What I didn’t expect, though, was to hear the same story reported to me by multiple teachers throughout the evening.  Each teacher reported that his or her administrators, parents and students all fundamentally seem on board with the notion that coding and computer science should be taught to all students.  Each teacher also seemed to have the needed financial support to implement these courses in his or her school.  Where was the difficulty, then?  With everyone on board with the notion that this needs to get done, what could be the problem?

It turns out that for each of us in a unique way, the problem is SCHEDULING!  Computer Science and coding are not currently in the schedule.  They are not currently part of the curriculum, and therefore, putting them into a student’s schedule upsets the status quo.  Suddenly, the big idea to put computer science and coding into the curriculum is disrupting the Modern Language department’s enrollment, or preventing students from taking another History course, or making them drop an art class.

Should coding and computer science create such a disruption?  Many of us (CS teachers) agree that the core subjects are good ones, and we don’t want to see the loss of great literature and writing courses in high schools as the result of teaching CS.

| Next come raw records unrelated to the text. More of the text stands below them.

//! Error types for Massive API calls.
//!
//! This module defines [`Error`], which covers every way a single request can
//! fail, and [`ErrorKind`], a fieldless discriminant for matching on the kind
//! of failure without caring about its payload.

use thiserror::Error;

/// Errors that can occur while calling the Massive API.
#[derive(Error, Debug)]
pub enum Error {
    /// The base URL and request path did not form a valid URL.
    #[error("Invalid URL: {0}")]
    InvalidUrl(#[from] url::ParseError),

    /// The HTTP request could not be completed (DNS, connection, timeout, TLS).
    #[error("Request failed: {0}")]
    RequestFailed(#[from] reqwest::Error),

    /// The API answered with a status other than `200 OK`.
    #[error("API error (HTTP {status}): {body}")]
    Api {
        /// HTTP status code returned by the API.
        status: u16,
        /// Raw, unparsed response body.
        body: String,
    },

    /// The response body was not valid JSON or did not match the expected shape.
    #[error("Decode error: {0}")]
    Decode(#[from] serde_json::Error),

    /// No API key was found in the environment.
    #[error("MASSIVE_API_KEY environment variable not set")]
    MissingApiKey,

    /// A decoded response could not be converted into a DataFrame.
    #[error("DataFrame error: {0}")]
    DataFrame(String),
}

/// The kind of an [`Error`], without its payload.
#[derive(Clone, Copy, Debug, PartialEq, Eq, Hash)]
pub enum ErrorKind {
    /// See [`Error::InvalidUrl`].
    InvalidUrl,
    /// See [`Error::RequestFailed`].
    RequestFailed,
    /// See [`Error::Api`].
    Api,
    /// See [`Error::Decode`].
    Decode,
    /// See [`Error::MissingApiKey`].
    Config,
    /// See [`Error::DataFrame`].
    DataFrame,
}

impl Error {
    /// Returns the kind of this error.
    #[must_use]
    pub const fn kind(&self) -> ErrorKind {
        match self {
            Self::InvalidUrl(_) => ErrorKind::InvalidUrl,
            Self::RequestFailed(_) => ErrorKind::RequestFailed,
            Self::Api { .. } => ErrorKind::Api,
            Self::Decode(_) => ErrorKind::Decode,
            Self::MissingApiKey => ErrorKind::Config,
            Self::DataFrame(_) => ErrorKind::DataFrame,
        }
    }

    /// Returns the HTTP status code for [`Error::Api`] errors.
    #[must_use]
    pub const fn status(&self) -> Option<u16> {
        match self {
            Self::Api { status, .. } => Some(*status),
            _ => None,
        }
    }

    /// Returns true if repeating the same call might succeed.
    ///
    /// Transport failures and 5xx responses qualify. The client itself never
    /// retries; this is a hint for callers.
    #[must_use]
    pub const fn is_retryable(&self) -> bool {
        match self {
            Self::RequestFailed(_) => true,
            Self::Api { status, .. } => *status >= 500,
            _ => false,
        }
    }
}

/// Result type alias using [`Error`].
pub type Result<T> = std::result::Result<T, Error>;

If we teach and offer more CS, then does that kill the awesome Digital Photography class that someone else created?  Will students now feel that they have one more obligation added on, without any expectations taken away?

These are the questions of the evening, and they are real and significant.  Nonetheless, we need to answer them, which will take creativity, problem solving and persistence.  Conveniently, as Computer Science teachers, creativity, problem solving and persistence are part of the discipline that we teach, so I know that we will innovate to find solutions to these issues in our schools.  I will share any that I hear that are useful here.

More to come from #cs50bootcamp tomorrow.  Time to get some rest so I can code in the morning with some of the world’s best.